I have been following the discussion on the "bug" on EXT4 that causes files to be zeroed in crash if one uses the "create temp file, write temp file, rename temp to target file" process. POSIX says that unless fsync() is called, you cannot be sure the data has been flushed to harddisk.
Obviously doing:
0) get the file contents (read it or make it somehow)
1) open original file and truncate it
2) write new contents
3) close file
is not good even with fsync() as the computer can crash during 2) or fsync() and you end up with partially written file.
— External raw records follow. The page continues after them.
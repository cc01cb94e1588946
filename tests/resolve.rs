// tests/resolve.rs

//! Dependency resolution: producer/path partitioning, cycle rejection and
//! unavailable dependencies.

use std::sync::Arc;

use depline::{Artifact, DeplineError, InlineExecutor, Pipeline, Task, TaskState};
use depline_test_utils::fixtures::Workspace;
use depline_test_utils::init_tracing;

fn producer(name: &str, dependency: &Artifact, product: &Artifact) -> Arc<Task> {
    let out = product.clone();
    Task::builder(name, move |_io| {
        std::fs::write(out.path(), "x")?;
        Ok(())
    })
    .dependency(dependency)
    .product(product)
    .build()
}

#[test]
fn cycle_is_rejected_before_anything_runs() {
    init_tracing();
    let ws = Workspace::new();
    let a_out = ws.artifact("a.txt");
    let b_out = ws.artifact("b.txt");

    let mut pipeline = Pipeline::new(Arc::new(InlineExecutor::new()));
    let a = pipeline.add_task(producer("a", &b_out, &a_out)).unwrap();
    let b = pipeline.add_task(producer("b", &a_out, &b_out)).unwrap();

    let err = pipeline.resolve().unwrap_err();
    assert!(matches!(err, DeplineError::CyclicDependency { .. }));

    // No task ran.
    assert_eq!(a.state(), TaskState::Waiting);
    assert_eq!(b.state(), TaskState::Waiting);
}

#[test]
fn missing_external_dependency_is_rejected() {
    init_tracing();
    let ws = Workspace::new();
    let missing = ws.artifact("missing.txt");
    let out = ws.artifact("out.txt");

    let mut pipeline = Pipeline::new(Arc::new(InlineExecutor::new()));
    pipeline.add_task(producer("lonely", &missing, &out)).unwrap();

    let err = pipeline.resolve().unwrap_err();
    match err {
        DeplineError::DependencyNotAvailable { artifact, task } => {
            assert_eq!(artifact, missing);
            assert_eq!(task, "lonely");
        }
        other => panic!("unexpected error: {other}"),
    }
}

#[test]
fn dependencies_partition_into_tasks_and_paths() {
    init_tracing();
    let ws = Workspace::new();
    let raw = ws.write("raw.txt", "input");
    let mid = ws.artifact("mid.txt");
    let out = ws.artifact("out.txt");

    let mut pipeline = Pipeline::new(Arc::new(InlineExecutor::new()));
    let a = pipeline.add_task(producer("a", &raw, &mid)).unwrap();

    let b_out = out.clone();
    let b = pipeline
        .add_task(
            Task::builder("b", move |_io| {
                std::fs::write(b_out.path(), "x")?;
                Ok(())
            })
            .dependency(&mid)
            .dependency(&raw)
            .product(&out)
            .build(),
        )
        .unwrap();

    pipeline.resolve().unwrap();

    // `mid` has a producer; `raw` is a standalone path.
    assert_eq!(b.task_dependencies().len(), 1);
    assert!(Arc::ptr_eq(&b.task_dependencies()[0], &a));
    assert_eq!(b.path_dependencies(), &[raw.clone()]);

    // The root consumes only the standalone path.
    assert!(a.task_dependencies().is_empty());
    assert_eq!(a.path_dependencies(), &[raw]);
}

#[test]
fn hard_dependencies_are_appended_and_deduplicated() {
    init_tracing();
    let ws = Workspace::new();
    let mid = ws.artifact("mid.txt");
    let out = ws.artifact("out.txt");

    let mut pipeline = Pipeline::new(Arc::new(InlineExecutor::new()));

    let a_out = mid.clone();
    let a = pipeline
        .add_task(
            Task::builder("a", move |_io| {
                std::fs::write(a_out.path(), "x")?;
                Ok(())
            })
            .product(&mid)
            .build(),
        )
        .unwrap();

    // b both consumes a's product and hard-depends on a: one task dependency.
    let b_out = out.clone();
    let b = pipeline
        .add_task(
            Task::builder("b", move |_io| {
                std::fs::write(b_out.path(), "x")?;
                Ok(())
            })
            .dependency(&mid)
            .product(&out)
            .hard_dependency(&a)
            .build(),
        )
        .unwrap();

    pipeline.resolve().unwrap();

    assert_eq!(b.task_dependencies().len(), 1);
    assert!(Arc::ptr_eq(&b.task_dependencies()[0], &a));
}

#[tokio::test]
async fn run_surfaces_resolution_errors() {
    init_tracing();
    let ws = Workspace::new();
    let missing = ws.artifact("missing.txt");
    let out = ws.artifact("out.txt");

    let mut pipeline = Pipeline::new(Arc::new(InlineExecutor::new()));
    pipeline.add_task(producer("lonely", &missing, &out)).unwrap();

    let err = pipeline.run().await.unwrap_err();
    assert!(matches!(err, DeplineError::DependencyNotAvailable { .. }));
}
Usually it has been thought that this is pretty safe:
0) get the file contents (read it or make it somehow)
1) open temp file
2) write contents to temp file
3) close temp file
4) rename temp file to original file
Unfortunately it isn't. To make it safe on EXT4 you would need to do:
0) get the file contents (read it or make it somehow)
1) open temp file
2) write contents to temp file
3) fsync()
4) close temp file
5) rename temp file to original file
This would be safe and on crash you should either have the new file contents or old, never zeroed contents or partial contents. But if the application uses lots of files, fsync() after every write would be slow.
So my question is, how to modify multiple files efficiently on a system where fsync() is required to be sure that changes have been saved to disk? And I really mean modifying many files, as in thousands of files. Modifying two files and doing fsync() after each wouldn't be too bad, but fsync() does slow things down when modifying multiple files.
EDIT: changed the fsync() close temp file to corrent order, added emphasis on writing many many many files.